Foi há relativamente pouco tempo. Apenas em 2004 tive o ensejo de ouvir Evan Parker tocar temas, isto é, a improvisar num contexto de acordes pré-definidos. Foi com Dave Greene, contrabaixista britânico, que naquele ano desafiou Parker para tocar um programa que incluía composições suas e de Thelonious Monk, em quarteto, com Iain Dixon, saxofone e clarinete, e Gene Calderazzo, bateria, membros do Dave Greene Trio. A sessão foi gravada no Gateway Studio de Londres e emitida pela BBC Radio 3. Não estou certo de alguma vez ter sido editada e se, enquanto tal, consta da imensa discografia que o saxofonista britânico tem vindo a registar ao longo das quatro últimas décadas.
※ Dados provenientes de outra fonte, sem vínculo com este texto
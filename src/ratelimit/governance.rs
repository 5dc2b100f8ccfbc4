//! The configured set of limiters and the detector for one process.

use std::sync::Arc;

use tracing::info;

use super::detector::GraduatedDetector;
use super::limiter::FixedWindowLimiter;
use super::tiers::{TierConfig, TierOverrides};
use crate::config::RateLimitingConfig;
use crate::error::Result;
use crate::store::StoreHandle;

/// Named tiers plus the graduated detector, built once at startup.
#[derive(Debug, Clone)]
pub struct Governance {
    /// Default API traffic
    pub standard: Arc<FixedWindowLimiter>,
    /// Login and credential endpoints
    pub auth: Arc<FixedWindowLimiter>,
    /// Unauthenticated public endpoints
    pub public: Arc<FixedWindowLimiter>,
    /// Privileged operations
    pub admin: Arc<FixedWindowLimiter>,
    /// Graduated abuse detector
    pub detector: Arc<GraduatedDetector>,
    handle: StoreHandle,
}

impl Governance {
    /// Build from configuration, loading tier overrides if a path is set.
    pub fn from_config(config: &RateLimitingConfig, handle: &StoreHandle) -> Result<Self> {
        let overrides = match &config.tiers_path {
            Some(path) => TierOverrides::from_file(path)?,
            None => TierOverrides::default(),
        };
        Ok(Self::build(config, &overrides, handle))
    }

    /// Build with explicit overrides.
    pub fn build(config: &RateLimitingConfig, overrides: &TierOverrides, handle: &StoreHandle) -> Self {
        let limiter = |tier: TierConfig| {
            let tier = overrides.resolve(tier).with_header_mode(config.header_mode);
            Arc::new(FixedWindowLimiter::with_handle(tier, handle))
        };

        let detector = if config.detector_enabled {
            GraduatedDetector::with_handle(handle)
        } else {
            info!("Graduated abuse detection disabled by configuration");
            GraduatedDetector::disabled()
        };

        let governance = Self {
            standard: limiter(TierConfig::standard()),
            auth: limiter(TierConfig::auth()),
            public: limiter(TierConfig::public()),
            admin: limiter(TierConfig::admin()),
            detector: Arc::new(detector),
            handle: handle.clone(),
        };

        info!(
            shared_store = handle.is_shared(),
            detector_enabled = governance.detector.is_enabled(),
            header_mode = ?config.header_mode,
            "Rate limiting tiers configured"
        );

        governance
    }

    /// Build an ad-hoc limiter on the same store.
    pub fn dynamic(&self, tier: TierConfig) -> Arc<FixedWindowLimiter> {
        Arc::new(FixedWindowLimiter::with_handle(tier, &self.handle))
    }

    /// The store handle the tiers were built on.
    pub fn store(&self) -> &StoreHandle {
        &self.handle
    }
}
Também com Kenny Wheeler, trompetista e compositor que Evan Parker admira mais que todos no presente (assim o disse em discurso directo durante um debate realizado em anterior edição do Jazz em Agosto) teve algumas colaborações com base em material pré-escrito. Tirando um ou outro episódio isolado, todas as outras intervenções a que assisti ou a que tive acesso remoto encontraram o saxofonista em ambiente 100% improv, fosse a solo, duo, trio, quarteto, e daí para a frente, o que se quisesse.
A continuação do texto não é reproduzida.